What does it mean to divide or handle the word of truth? Starting at the beginning, Sean Norris, author of the important book Two Words, introduces and simply defines law and gospel as the essential way to read the Bible for spiritual benefit. The law does not simply mean the Old Testament, nor does the gospel equate to the New Testament (a common misunderstanding in evangelicalism); rather Paul relates the distinction between law and gospel to covenant history, in terms of an analogy between Abraham's two sons, between two mountains and two covenants–the Mosaic and the Abrahamic (Gal. 4:21-31). As such, our editor-in-chief Michael Horton helps us negotiate continuity and discontinuity throughout the whole of the Bible by addressing several important questions of interpretation. Running alongside these feature articles are two sidebars that bear testimony to the near-universal formulation and acceptance of law and gospel in early Reformation traditions, including the early English Reformer William Tyndale. It is remarkable to know that as Anglo readers held the Bible in their own language for the first time, they did so with a preface by Tyndale that explained law and gospel as the pathway into Holy Scripture.
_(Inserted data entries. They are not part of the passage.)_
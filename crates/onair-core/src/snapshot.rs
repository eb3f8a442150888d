// ── Snapshot store ──
//
// Single-slot holder for the appearance captured when the camera went
// live. Each activation overwrites it; each deactivation consumes it.

use crate::model::Appearance;

#[derive(Debug, Default)]
pub struct SnapshotStore {
    slot: Option<Appearance>,
}

impl SnapshotStore {
    pub fn new() -> Self {
        Self::default()
    }

    /// Replace whatever is stored with `appearance`.
    pub fn capture(&mut self, appearance: Appearance) {
        self.slot = Some(appearance);
    }

    /// Remove and return the stored appearance.
    pub fn take(&mut self) -> Option<Appearance> {
        self.slot.take()
    }

    pub fn clear(&mut self) {
        self.slot = None;
    }

    pub fn peek(&self) -> Option<&Appearance> {
        self.slot.as_ref()
    }
}

#[cfg(test)]
mod tests {
    use super::*;

    fn dim(brightness: f64) -> Appearance {
        Appearance {
            brightness: Some(brightness),
            ..Appearance::default()
        }
    }

    #[test]
    fn capture_overwrites() {
        let mut store = SnapshotStore::new();
        store.capture(dim(10.0));
        store.capture(dim(20.0));
        assert_eq!(store.peek(), Some(&dim(20.0)));
    }

    #[test]
    fn take_empties_the_slot() {
        let mut store = SnapshotStore::new();
        store.capture(dim(10.0));
        assert_eq!(store.take(), Some(dim(10.0)));
        assert!(store.peek().is_none());
        assert_eq!(store.take(), None);
    }

    #[test]
    fn clear_discards() {
        let mut store = SnapshotStore::new();
        store.capture(dim(10.0));
        store.clear();
        assert!(store.peek().is_none());
    }
}
// CLIP v2 wire types
//
// Every field the bridge may omit is an `Option`, and every `Option` is
// skipped on serialization. A light update must only carry the fields it
// changes: an explicit `null` is not the same as "leave it alone".

use serde::{Deserialize, Serialize};

/// `{ errors: [...], data: [...] }` envelope wrapping every CLIP v2 response.
#[derive(Debug, Clone, Deserialize)]
#[serde(bound(deserialize = "T: Deserialize<'de>"))]
pub struct ClipResponse<T> {
    #[serde(default)]
    pub errors: Vec<BridgeErrorDetail>,
    #[serde(default)]
    pub data: Vec<T>,
}

/// Error entry as reported by the bridge.
///
/// The pairing endpoint fills all three fields; CLIP v2 only sends `description`.
#[derive(Debug, Clone, Default, Serialize, Deserialize, PartialEq, Eq)]
pub struct BridgeErrorDetail {
    #[serde(rename = "type", default, skip_serializing_if = "Option::is_none")]
    pub kind: Option<u16>,
    #[serde(default, skip_serializing_if = "Option::is_none")]
    pub address: Option<String>,
    #[serde(default)]
    pub description: String,
}

/// Light resource as returned by `GET /clip/v2/resource/light[/{id}]`.
#[derive(Debug, Clone, Default, Serialize, Deserialize, PartialEq)]
pub struct Light {
    #[serde(default)]
    pub id: String,
    #[serde(default, skip_serializing_if = "Option::is_none")]
    pub id_v1: Option<String>,
    #[serde(default, skip_serializing_if = "Option::is_none")]
    pub metadata: Option<LightMetadata>,
    #[serde(default, skip_serializing_if = "Option::is_none")]
    pub on: Option<On>,
    #[serde(default, skip_serializing_if = "Option::is_none")]
    pub color: Option<Color>,
    #[serde(default, skip_serializing_if = "Option::is_none")]
    pub color_temperature: Option<ColorTemperature>,
    #[serde(default, skip_serializing_if = "Option::is_none")]
    pub dimming: Option<Dimming>,
    #[serde(default, skip_serializing_if = "Option::is_none")]
    pub mode: Option<String>,
}

impl Light {
    /// Human-readable name from `metadata.name`, if any.
    pub fn name(&self) -> Option<&str> {
        self.metadata.as_ref()?.name.as_deref()
    }
}

/// Partial update body for `PUT /clip/v2/resource/light/{id}`.
#[derive(Debug, Clone, Default, Serialize, Deserialize, PartialEq)]
pub struct LightUpdate {
    #[serde(default, skip_serializing_if = "Option::is_none")]
    pub on: Option<On>,
    #[serde(default, skip_serializing_if = "Option::is_none")]
    pub color: Option<Color>,
    #[serde(default, skip_serializing_if = "Option::is_none")]
    pub color_temperature: Option<ColorTemperature>,
    #[serde(default, skip_serializing_if = "Option::is_none")]
    pub dimming: Option<Dimming>,
}

#[derive(Debug, Clone, Default, Serialize, Deserialize, PartialEq, Eq)]
pub struct LightMetadata {
    #[serde(default, skip_serializing_if = "Option::is_none")]
    pub name: Option<String>,
    #[serde(default, skip_serializing_if = "Option::is_none")]
    pub archetype: Option<String>,
}

#[derive(Debug, Clone, Copy, Serialize, Deserialize, PartialEq, Eq)]
pub struct On {
    pub on: bool,
}

#[derive(Debug, Clone, Copy, Default, Serialize, Deserialize, PartialEq)]
pub struct XyPoint {
    pub x: f64,
    pub y: f64,
}

#[derive(Debug, Clone, Copy, Serialize, Deserialize, PartialEq)]
pub struct Gamut {
    pub red: XyPoint,
    pub green: XyPoint,
    pub blue: XyPoint,
}

#[derive(Debug, Clone, Default, Serialize, Deserialize, PartialEq)]
pub struct Color {
    #[serde(default, skip_serializing_if = "Option::is_none")]
    pub xy: Option<XyPoint>,
    #[serde(default, skip_serializing_if = "Option::is_none")]
    pub gamut: Option<Gamut>,
    #[serde(default, skip_serializing_if = "Option::is_none")]
    pub gamut_type: Option<String>,
}

#[derive(Debug, Clone, Copy, Serialize, Deserialize, PartialEq, Eq)]
pub struct MirekSchema {
    pub mirek_minimum: u16,
    pub mirek_maximum: u16,
}

#[derive(Debug, Clone, Copy, Default, Serialize, Deserialize, PartialEq, Eq)]
pub struct ColorTemperature {
    /// `null` on the wire while the light is in xy color mode.
    #[serde(default, skip_serializing_if = "Option::is_none")]
    pub mirek: Option<u16>,
    #[serde(default, skip_serializing_if = "Option::is_none")]
    pub mirek_valid: Option<bool>,
    #[serde(default, skip_serializing_if = "Option::is_none")]
    pub mirek_schema: Option<MirekSchema>,
}

#[derive(Debug, Clone, Copy, Default, Serialize, Deserialize, PartialEq)]
pub struct Dimming {
    /// Brightness percentage, 0.0..=100.0.
    #[serde(default, skip_serializing_if = "Option::is_none")]
    pub brightness: Option<f64>,
    #[serde(default, skip_serializing_if = "Option::is_none")]
    pub min_dim_level: Option<f64>,
}

#[cfg(test)]
#[allow(clippy::unwrap_used)]
mod tests {
    use pretty_assertions::assert_eq;
    use serde_json::json;

    use super::*;

    #[test]
    fn update_serializes_only_present_fields() {
        let update = LightUpdate {
            color_temperature: Some(ColorTemperature {
                mirek: Some(230),
                ..ColorTemperature::default()
            }),
            dimming: Some(Dimming {
                brightness: Some(80.0),
                min_dim_level: None,
            }),
            ..LightUpdate::default()
        };

        let value = serde_json::to_value(&update).unwrap();
        assert_eq!(
            value,
            json!({
                "color_temperature": { "mirek": 230 },
                "dimming": { "brightness": 80.0 }
            })
        );
    }

    #[test]
    fn empty_update_serializes_to_empty_object() {
        let update = LightUpdate::default();
        assert_eq!(serde_json::to_string(&update).unwrap(), "{}");
    }

    #[test]
    fn parses_full_light_datum() {
        let raw = json!({
            "id": "3f1a-light",
            "id_v1": "/lights/4",
            "metadata": { "name": "Key Light", "archetype": "sultan_bulb" },
            "on": { "on": true },
            "dimming": { "brightness": 50.0, "min_dim_level": 0.2 },
            "color_temperature": {
                "mirek": null,
                "mirek_valid": false,
                "mirek_schema": { "mirek_minimum": 153, "mirek_maximum": 500 }
            },
            "color": {
                "xy": { "x": 0.4573, "y": 0.41 },
                "gamut": {
                    "red": { "x": 0.6915, "y": 0.3083 },
                    "green": { "x": 0.17, "y": 0.7 },
                    "blue": { "x": 0.1532, "y": 0.0475 }
                },
                "gamut_type": "C"
            },
            "mode": "normal",
            "type": "light"
        });

        let light: Light = serde_json::from_value(raw).unwrap();
        assert_eq!(light.id, "3f1a-light");
        assert_eq!(light.name(), Some("Key Light"));
        assert_eq!(light.on, Some(On { on: true }));
        assert_eq!(light.dimming.and_then(|d| d.brightness), Some(50.0));
        let ct = light.color_temperature.unwrap();
        assert_eq!(ct.mirek, None);
        assert_eq!(ct.mirek_valid, Some(false));
        let color = light.color.unwrap();
        assert_eq!(color.xy, Some(XyPoint { x: 0.4573, y: 0.41 }));
        assert_eq!(color.gamut_type.as_deref(), Some("C"));
    }

    #[derive(Debug, Deserialize)]
    struct Reference {
        rid: String,
    }

    #[test]
    fn envelope_of_type_without_default() {
        let resp: ClipResponse<Reference> = serde_json::from_value(json!({
            "errors": [],
            "data": [{ "rid": "6b3e-key-light", "rtype": "light" }]
        }))
        .unwrap();
        assert_eq!(resp.data.len(), 1);
        assert_eq!(resp.data[0].rid, "6b3e-key-light");
    }

    #[test]
    fn envelope_tolerates_missing_errors() {
        let resp: ClipResponse<Light> =
            serde_json::from_value(json!({ "data": [{ "id": "a" }] })).unwrap();
        assert!(resp.errors.is_empty());
        assert_eq!(resp.data.len(), 1);
    }
}
use glam::Vec3;
use serde::{Deserialize, Serialize};

/// Parameters of a circular orbit in the XZ plane, with an optional
/// vertical bob sharing the horizontal angle.
///
/// The position is a pure function of time: at phase zero and `t = 0` the
/// body sits at `(radius, vertical_radius, 0)`.
#[derive(Debug, Clone, Copy, PartialEq, Serialize, Deserialize)]
pub struct Orbit {
    pub radius: f32,
    pub vertical_radius: f32,
    pub frequency: f32,
    pub phase: f32,
}

impl Orbit {
    /// Flat orbit of the given radius and angular frequency, phase zero.
    pub const fn flat(radius: f32, frequency: f32) -> Self {
        Self {
            radius,
            vertical_radius: 0.0,
            frequency,
            phase: 0.0,
        }
    }

    /// Position at simulated time `t`, relative to the orbit's center.
    pub fn position_at(&self, t: f32) -> Vec3 {
        let angle = self.frequency * t + self.phase;
        Vec3::new(
            self.radius * angle.cos(),
            self.vertical_radius * angle.cos(),
            self.radius * angle.sin(),
        )
    }
}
Next, Shane Rosenthal, producer of the White Horse Inn, reflects upon the problem of narcissistic Bible reading in an article subtitled, "You're So Vain, You Probably Think This Text Is About You."

We began this year by describing the problem of biblical illiteracy in evangelicalism today, but just as common is the problem of knowing the biblical stories yet not really understanding them. Seizing an opportunity, this is when the law within us ever so gently pushes us to read the Bible as we would Aesop's Fables, to find a life lesson–almost always a moral one–in every story. As recovering Scripture sometimes means saving the Bible from ourselves, we're featuring a series of short studies on familiar passages that are frequently misinterpreted in a moralizing direction in sermons, small groups, and individual quiet times. The Bible should be read as an unfolding drama of redemption that exposes the nastiness of sin through the law and glories in the surety of the gospel promise of redemption in the central character–the person of Christ. These essays represent our way of pressing home the importance of theologically informed Bible study.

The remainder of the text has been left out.